2/15/2013

Antibiotics search to focus on sea bed


Researchers are embarking on an £8m project to discover new antibiotics at the bottom of the ocean.

A team, led by scientists at Aberdeen University, is hunting for undiscovered chemicals among life which has evolved in deep sea trenches.

Prof Marcel Jaspars said the team hoped to find "the next generation" of infection-fighting drugs.

England's chief medical officer has warned of an "antibiotic apocalypse" with too few new drugs in the pipeline.

Few samples have ever been collected from ocean trenches - deep, narrow valleys in the sea floor that can plunge down to almost 6.8 miles (11km).

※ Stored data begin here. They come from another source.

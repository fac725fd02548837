//! In-crate fake device for unit tests

use std::collections::BTreeMap;

use gf_stage::{
    CycleState, GameOutcome, GameStage, ProgressiveAward, ReelStop, SessionSnapshot, SessionView,
    StagePosition,
};

use crate::error::GaffError;
use crate::filter::NameFilter;
use crate::provider::OutcomeProvider;
use crate::sequence::StepDriver;
use crate::strip::{ReelStrip, StripStop};

/// Deterministic device: `choose` always returns 0, pins clear after each game
pub(crate) struct FakeDevice {
    session: SessionSnapshot,
    strips: Vec<ReelStrip>,
    window_height: usize,
    pins: BTreeMap<String, usize>,
    pin_calls: usize,
    triggers: Vec<(String, GameStage)>,
}

impl FakeDevice {
    pub(crate) fn new(window_height: usize, strips: Vec<ReelStrip>) -> Self {
        Self {
            session: SessionSnapshot {
                cycle_state: CycleState::IDLE,
                ..Default::default()
            },
            strips,
            window_height,
            pins: BTreeMap::new(),
            pin_calls: 0,
            triggers: Vec::new(),
        }
    }

    pub(crate) fn pins(&self) -> &BTreeMap<String, usize> {
        &self.pins
    }

    pub(crate) fn pin_calls(&self) -> usize {
        self.pin_calls
    }

    /// Any pinned window showing `symbol` moves the device into `stage`
    pub(crate) fn script_trigger_on(&mut self, symbol: &str, stage: GameStage) {
        self.triggers.push((symbol.to_string(), stage));
    }
}

impl SessionView for FakeDevice {
    fn game_count(&self) -> u64 {
        self.session.game_count()
    }

    fn total_awarded(&self) -> u64 {
        self.session.total_awarded()
    }

    fn cycle_state(&self) -> CycleState {
        self.session.cycle_state()
    }

    fn current_stage(&self) -> StagePosition {
        self.session.current_stage()
    }

    fn progressive_history(&self) -> &[ProgressiveAward] {
        self.session.progressive_history()
    }

    fn last_outcome(&self) -> Option<&GameOutcome> {
        self.session.last_outcome()
    }
}

impl OutcomeProvider for FakeDevice {
    fn strips(&self) -> &[ReelStrip] {
        &self.strips
    }

    fn window_height(&self) -> usize {
        self.window_height
    }

    fn pinned(&self, strip: &str) -> Option<usize> {
        self.pins.get(strip).copied()
    }

    fn pin(&mut self, stop: StripStop) -> Result<(), GaffError> {
        if !self.strips.iter().any(|s| s.name == stop.strip) {
            return Err(GaffError::Device(format!("unknown strip '{}'", stop.strip)));
        }
        self.pin_calls += 1;
        self.pins.insert(stop.strip, stop.position);
        Ok(())
    }

    fn clear_pins(&mut self) {
        self.pins.clear();
    }

    fn choose(&mut self, _choices: usize) -> usize {
        0
    }
}

impl StepDriver for FakeDevice {
    fn play_game(&mut self) -> Result<GameOutcome, GaffError> {
        let number = self.session.game_count + 1;
        let mut outcome = GameOutcome::quiet(number, self.session.stage.clone());
        for strip in &self.strips {
            let position = self.pins.get(&strip.name).copied().unwrap_or(0);
            outcome.stops.push(ReelStop {
                strip: strip.name.clone(),
                position,
                symbols: strip
                    .window(position, self.window_height)
                    .into_iter()
                    .map(str::to_string)
                    .collect(),
            });
        }

        for (symbol, stage) in &self.triggers {
            let filter = NameFilter::exact(symbol.clone());
            let shown = self.strips.iter().any(|s| {
                self.pins
                    .get(&s.name)
                    .is_some_and(|&p| s.count_in_window(p, self.window_height, &filter) > 0)
            });
            if shown {
                outcome.triggered = Some(*stage);
                outcome.stage_after = StagePosition::new(*stage, stage.display_name());
            }
        }

        self.pins.clear();
        self.session.record(outcome.clone());
        Ok(outcome)
    }
}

Yet researchers believe there is great potential for discovering antibiotics in these extreme conditions.

Life in these incredibly hostile environments is effectively cut off and has evolved differently in each trench.

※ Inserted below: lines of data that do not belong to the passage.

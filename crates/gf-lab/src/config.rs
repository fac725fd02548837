//! Lab configuration — shape of the simulated device

use std::path::Path;

use gf_gaff::presets;
use gf_stage::ProgressiveTier;
use serde::{Deserialize, Serialize};

#[derive(Debug, thiserror::Error)]
pub enum LabError {
    #[error("IO error: {0}")]
    Io(#[from] std::io::Error),

    #[error("JSON error: {0}")]
    Json(#[from] serde_json::Error),

    #[error("YAML error: {0}")]
    Yaml(#[from] serde_yml::Error),

    #[error("Unsupported config format: {0}")]
    UnsupportedFormat(String),

    #[error("Invalid lab config: {0}")]
    Invalid(String),
}

/// A progressive tier, the symbol whose full line pays it, and its meter
#[derive(Debug, Clone, PartialEq, Eq, Serialize, Deserialize)]
pub struct ProgressiveSymbol {
    pub tier: ProgressiveTier,
    pub symbol: String,
    /// Award amount in credits
    pub amount: u64,
}

impl ProgressiveSymbol {
    pub fn new(tier: ProgressiveTier, amount: u64) -> Self {
        Self {
            tier,
            symbol: presets::progressive_symbol(tier),
            amount,
        }
    }
}

/// Complete simulated device configuration
#[derive(Debug, Clone, PartialEq, Eq, Serialize, Deserialize)]
#[serde(default)]
pub struct LabConfig {
    /// RNG seed; strips and outcomes are reproducible per seed
    pub seed: u64,
    /// Strips per strip set
    pub reels: usize,
    /// Visible rows per strip
    pub window_height: usize,
    /// Stops per strip
    pub strip_length: usize,
    /// Base-game strip set name
    pub base_set: String,
    /// Free-games strip sets; one is picked per trigger
    pub feature_sets: Vec<String>,
    pub scatter_symbol: String,
    pub wild_symbol: String,
    /// Scatters needed to trigger (or retrigger) free games
    pub trigger_scatters: usize,
    pub free_games_awarded: u32,
    /// Credits paid per free game
    pub free_game_prize: u64,
    pub progressives: Vec<ProgressiveSymbol>,
    /// Credits wagered per base game
    pub game_cost: u64,
}

impl Default for LabConfig {
    fn default() -> Self {
        Self {
            seed: 42,
            reels: 5,
            window_height: 3,
            strip_length: 30,
            base_set: "BG".into(),
            feature_sets: vec!["FG_A".into(), "FG_B".into()],
            scatter_symbol: presets::SCATTER.into(),
            wild_symbol: "WILD".into(),
            trigger_scatters: presets::TRIGGER_SCATTERS,
            free_games_awarded: 8,
            free_game_prize: 50,
            progressives: vec![
                ProgressiveSymbol::new(ProgressiveTier::Grand, 1_000_000),
                ProgressiveSymbol::new(ProgressiveTier::Major, 100_000),
                ProgressiveSymbol::new(ProgressiveTier::Minor, 10_000),
                ProgressiveSymbol::new(ProgressiveTier::Mini, 1_000),
            ],
            game_cost: 100,
        }
    }
}

impl LabConfig {
    /// Default device with another seed
    pub fn with_seed(seed: u64) -> Self {
        Self {
            seed,
            ..Default::default()
        }
    }

    /// Special symbols placed on every base-game strip
    pub fn base_specials(&self) -> Vec<String> {
        let mut specials = vec![self.scatter_symbol.clone(), self.wild_symbol.clone()];
        specials.extend(self.progressives.iter().map(|p| p.symbol.clone()));
        specials
    }

    /// Special symbols placed on every free-games strip
    pub fn feature_specials(&self) -> Vec<String> {
        vec![self.scatter_symbol.clone(), self.wild_symbol.clone()]
    }

    pub fn validate(&self) -> Result<(), LabError> {
        if self.reels == 0 || self.window_height == 0 {
            return Err(LabError::Invalid("reels and window_height must be non-zero".into()));
        }
        if self.trigger_scatters == 0 || self.trigger_scatters > self.reels {
            return Err(LabError::Invalid(format!(
                "trigger_scatters must be in 1..={}",
                self.reels
            )));
        }
        if self.feature_sets.is_empty() {
            return Err(LabError::Invalid("at least one feature set is required".into()));
        }
        if self.feature_sets.iter().any(|s| *s == self.base_set) {
            return Err(LabError::Invalid(format!(
                "feature set '{}' reuses the base set name",
                self.base_set
            )));
        }
        // Specials must sit at least a window apart
        let specials = self.base_specials().len().max(self.feature_specials().len());
        if self.strip_length / specials < self.window_height {
            return Err(LabError::Invalid(format!(
                "strip_length {} too short for {specials} special symbols with window height {}",
                self.strip_length, self.window_height
            )));
        }
        Ok(())
    }

    /// Load from `.json`, `.yaml` or `.yml`
    pub fn load(path: impl AsRef<Path>) -> Result<Self, LabError> {
        let path = path.as_ref();
        let text = std::fs::read_to_string(path)?;
        let config: Self = match path.extension().and_then(|e| e.to_str()) {
            Some("json") => serde_json::from_str(&text)?,
            Some("yaml") | Some("yml") => serde_yml::from_str(&text)?,
            _ => return Err(LabError::UnsupportedFormat(path.display().to_string())),
        };
        config.validate()?;
        Ok(config)
    }
}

The international team will use fishing vessels to drop sampling equipment on a reel of cables to the trench bed to collect sediment.

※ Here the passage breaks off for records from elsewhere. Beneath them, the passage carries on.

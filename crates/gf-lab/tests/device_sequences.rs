//! Built-in sequences run end to end against the simulated device

use gf_gaff::{
    DecisionMaker, GaffContext, GaffError, GaffSequence, GaffSequences, GaffStep, NameFilter,
    OutcomeProvider, ResultCondition, RunnerConfig, StepDriver, presets,
};
use gf_lab::{LabConfig, SimulatedDevice};
use gf_select::{InputMap, Requirement, SelectorRecord, SelectorTable};
use gf_stage::{GameStage, ProgressiveTier, SessionView, StagePosition};

// ═══════════════════════════════════════════════════════════════════════════════
// TEST FIXTURES
// ═══════════════════════════════════════════════════════════════════════════════

const SEEDS: [u64; 6] = [1, 2, 3, 17, 42, 1234];

fn device(seed: u64) -> SimulatedDevice {
    SimulatedDevice::seeded(seed).unwrap()
}

fn run(name: &str, device: &mut SimulatedDevice) -> gf_gaff::SequenceReport {
    let registry = GaffSequences::with_presets();
    registry
        .require(name)
        .unwrap()
        .run(device, &RunnerConfig::default())
        .unwrap_or_else(|e| panic!("{name}: {e}"))
}

// ═══════════════════════════════════════════════════════════════════════════════
// PRESETS
// ═══════════════════════════════════════════════════════════════════════════════

#[test]
fn test_every_preset_passes_across_seeds() {
    let registry = GaffSequences::with_presets();
    for seed in SEEDS {
        for sequence in registry.get_sequences() {
            let mut device = device(seed);
            if let Err(e) = sequence.run(&mut device, &RunnerConfig::default()) {
                panic!("seed {seed}: {e}");
            }
        }
    }
}

#[test]
fn test_free_games_trigger_report() {
    let mut device = device(42);
    let report = run(presets::FREE_GAMES_TRIGGER, &mut device);

    assert_eq!(report.steps.len(), 1);
    let step = &report.steps[0];
    assert_eq!(step.verified_game, Some(1));
    assert_eq!(step.waited_games, 0);
    assert_eq!(step.decisions[0].pinned.len(), 5);

    let stage = device.current_stage();
    assert_eq!(stage.stage, GameStage::FreeGames);
    assert!(device.config().feature_sets.contains(&stage.label));
    assert_eq!(device.free_games_remaining(), 8);
}

#[test]
fn test_retrigger_plays_out_feature() {
    for seed in SEEDS {
        let mut device = device(seed);
        let report = run(presets::FREE_GAMES_RETRIGGER, &mut device);

        assert_eq!(report.steps.len(), 4);
        // Finder step locates stops without pinning
        assert!(report.steps[1].decisions[0].pinned.is_empty());
        assert!(!report.steps[1].decisions[0].found.is_empty());
        // Both feature sets pinned: 5 strips each
        assert_eq!(report.steps[2].decisions[0].pinned.len(), 10);

        assert!(device.stats().retriggers >= 1);
        assert_eq!(device.current_stage(), StagePosition::base());
        assert_eq!(device.free_games_remaining(), 0);
        // Every free game paid
        assert_eq!(
            device.total_awarded(),
            device.stats().free_games * device.config().free_game_prize
        );
    }
}

#[test]
fn test_progressive_presets_award_their_tier() {
    for tier in [
        ProgressiveTier::Grand,
        ProgressiveTier::Major,
        ProgressiveTier::Minor,
        ProgressiveTier::Mini,
    ] {
        let mut device = device(7);
        run(&presets::progressive_preset(tier), &mut device);

        let history = device.progressive_history();
        assert_eq!(history.len(), 1, "{tier}");
        assert_eq!(history[0].tier, tier);
        assert_eq!(device.current_stage(), StagePosition::base());
        assert_eq!(device.game_count(), 2);
    }
}

#[test]
fn test_wait_for_base_game_is_immediate_on_fresh_device() {
    let mut device = device(3);
    let report = run(presets::WAIT_FOR_BASE_GAME, &mut device);
    assert_eq!(report.steps[0].waited_games, 0);
    assert_eq!(device.game_count(), 0);
}

#[test]
fn test_hidden_warm_up_runs() {
    let mut device = device(9);
    let report = run(presets::WARM_UP, &mut device);
    assert!(report.steps[0].waited_games >= 5);
    let last = device.last_outcome().unwrap();
    assert!(last.triggered.is_none());
}

// ═══════════════════════════════════════════════════════════════════════════════
// CHAINING AND DETERMINISM
// ═══════════════════════════════════════════════════════════════════════════════

#[test]
fn test_sequences_chain_on_one_device() {
    let mut device = device(5);
    run(presets::WARM_UP, &mut device);
    run(presets::FREE_GAMES_TRIGGER, &mut device);
    assert_eq!(device.current_stage().stage, GameStage::FreeGames);

    // Waits out the free games
    let report = run(presets::WAIT_FOR_BASE_GAME, &mut device);
    assert!(report.steps[0].waited_games >= 8);
    assert_eq!(device.current_stage(), StagePosition::base());
}

#[test]
fn test_same_seed_same_report() {
    let a = run(presets::FREE_GAMES_RETRIGGER, &mut device(77));
    let b = run(presets::FREE_GAMES_RETRIGGER, &mut device(77));
    assert_eq!(a, b);
}

#[test]
fn test_symbol_missing_from_strips_is_unsatisfiable() {
    let sequence = GaffSequence::new("grand in free games").step(
        GaffStep::new("grand line on FG")
            .decide(DecisionMaker::select_symbols(
                NameFilter::prefix(presets::FEATURE_STRIP_PREFIX),
                NameFilter::exact("JP_GRAND"),
                5,
            ))
            .expect(ResultCondition::ProgressiveAwarded {
                tier: ProgressiveTier::Grand,
            }),
    );
    let mut device = device(1);
    let err = sequence
        .run(&mut device, &RunnerConfig::default())
        .unwrap_err();
    assert_eq!(err.step, "grand line on FG");
    assert!(matches!(err.source, GaffError::Unsatisfiable { .. }));
    assert_eq!(device.game_count(), 0);
}

#[test]
fn test_failed_step_does_not_gaff_later_games() {
    let sequence = GaffSequence::new("scatters then missing symbol").step(
        GaffStep::new("half applied")
            .decide(DecisionMaker::select_symbols(
                NameFilter::prefix(presets::BASE_STRIP_PREFIX),
                NameFilter::exact(presets::SCATTER),
                3,
            ))
            .decide(DecisionMaker::select_symbols(
                NameFilter::prefix(presets::BASE_STRIP_PREFIX),
                NameFilter::exact("NOT_ON_STRIP"),
                1,
            )),
    );
    let mut device = device(1);
    let err = sequence
        .run(&mut device, &RunnerConfig::default())
        .unwrap_err();
    assert!(matches!(err.source, GaffError::Unsatisfiable { .. }));

    for reel in 1..=5 {
        assert!(device.pinned(&format!("BG_R{reel}")).is_none());
    }
    device.play_game().unwrap();
    assert_eq!(device.stats().gaffed_games, 0);
}

#[test]
fn test_custom_device_config() {
    let config = LabConfig {
        free_games_awarded: 2,
        ..LabConfig::with_seed(11)
    };
    let mut device = SimulatedDevice::new(config).unwrap();
    run(presets::FREE_GAMES_RETRIGGER, &mut device);
    assert_eq!(device.current_stage(), StagePosition::base());
}

// ═══════════════════════════════════════════════════════════════════════════════
// CONTEXT
// ═══════════════════════════════════════════════════════════════════════════════

#[test]
fn test_context_selects_then_runs() {
    // Denomination picks which scenario the certification job runs
    let table = SelectorTable::new(
        "denom_scenarios",
        vec![
            SelectorRecord::new(
                vec![Requirement::one_of("Denom", [1, 2, 5])],
                presets::FREE_GAMES_TRIGGER.to_string(),
            ),
            SelectorRecord::new(
                vec![Requirement::at_least("Denom", 100)],
                presets::progressive_preset(ProgressiveTier::Grand),
            ),
        ],
    );
    let ctx = GaffContext::new(table, GaffSequences::with_presets(), RunnerConfig::default());

    let name = ctx.select(&InputMap::new().with("Denom", 100)).unwrap().clone();
    let mut device = device(21);
    let report = ctx.run(&name, &mut device).unwrap();
    assert_eq!(report.sequence, "progressive_grand");
    assert_eq!(device.progressive_history()[0].tier, ProgressiveTier::Grand);

    assert!(ctx.select(&InputMap::new().with("Denom", 50)).is_err());
}
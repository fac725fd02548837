//! Name filters over opaque strip and symbol identifiers

use std::fmt;

use serde::{Deserialize, Serialize};

/// String matcher used by decision makers to pick strips and symbols
#[derive(Debug, Clone, PartialEq, Eq, Serialize, Deserialize)]
#[serde(tag = "type", rename_all = "snake_case")]
pub enum NameFilter {
    /// Every name
    Any,
    /// Exactly this name
    Exact { name: String },
    /// Names starting with the prefix
    Prefix { prefix: String },
    /// Any name in the list
    OneOf { names: Vec<String> },
    /// Names the inner filter rejects
    Not { filter: Box<NameFilter> },
}

impl NameFilter {
    pub fn exact(name: impl Into<String>) -> Self {
        Self::Exact { name: name.into() }
    }

    pub fn prefix(prefix: impl Into<String>) -> Self {
        Self::Prefix {
            prefix: prefix.into(),
        }
    }

    pub fn one_of<S: Into<String>>(names: impl IntoIterator<Item = S>) -> Self {
        Self::OneOf {
            names: names.into_iter().map(Into::into).collect(),
        }
    }

    pub fn negate(self) -> Self {
        Self::Not {
            filter: Box::new(self),
        }
    }

    pub fn matches(&self, name: &str) -> bool {
        match self {
            Self::Any => true,
            Self::Exact { name: expected } => name == expected,
            Self::Prefix { prefix } => name.starts_with(prefix.as_str()),
            Self::OneOf { names } => names.iter().any(|n| n == name),
            Self::Not { filter } => !filter.matches(name),
        }
    }
}

impl fmt::Display for NameFilter {
    fn fmt(&self, f: &mut fmt::Formatter<'_>) -> fmt::Result {
        match self {
            Self::Any => f.write_str("*"),
            Self::Exact { name } => f.write_str(name),
            Self::Prefix { prefix } => write!(f, "{prefix}*"),
            Self::OneOf { names } => write!(f, "{{{}}}", names.join("|")),
            Self::Not { filter } => write!(f, "!{filter}"),
        }
    }
}

#[cfg(test)]
mod tests {
    use super::*;

    #[test]
    fn test_filter_matching() {
        assert!(NameFilter::Any.matches("BG_R1"));
        assert!(NameFilter::exact("SCATTER").matches("SCATTER"));
        assert!(!NameFilter::exact("SCATTER").matches("SCATTER2"));
        assert!(NameFilter::prefix("FG_").matches("FG_A_R3"));
        assert!(!NameFilter::prefix("FG_").matches("BG_R3"));
        assert!(NameFilter::one_of(["WILD", "SCATTER"]).matches("WILD"));
        assert!(NameFilter::prefix("JP_").negate().matches("HP1"));
    }

    #[test]
    fn test_filter_display() {
        assert_eq!(NameFilter::prefix("BG_").to_string(), "BG_*");
        assert_eq!(NameFilter::one_of(["A", "B"]).to_string(), "{A|B}");
        assert_eq!(NameFilter::exact("WILD").negate().to_string(), "!WILD");
    }

    #[test]
    fn test_filter_serde() {
        let filter: NameFilter =
            serde_json::from_str(r#"{"type": "prefix", "prefix": "BG_"}"#).unwrap();
        assert_eq!(filter, NameFilter::prefix("BG_"));
    }
}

Scientists will then attempt to grow unique bacteria and fungi from the sediment which can be extracted and refined to discover new antibiotics.

Starting in the autumn with the Atacama Trench in the eastern Pacific Ocean - about 100 miles (161km) off the coast of Chile and Peru - the EU-funded research will also search deep trenches off New Zealand as well waters off the Antarctic.

Arctic waters off Norway will also be explored.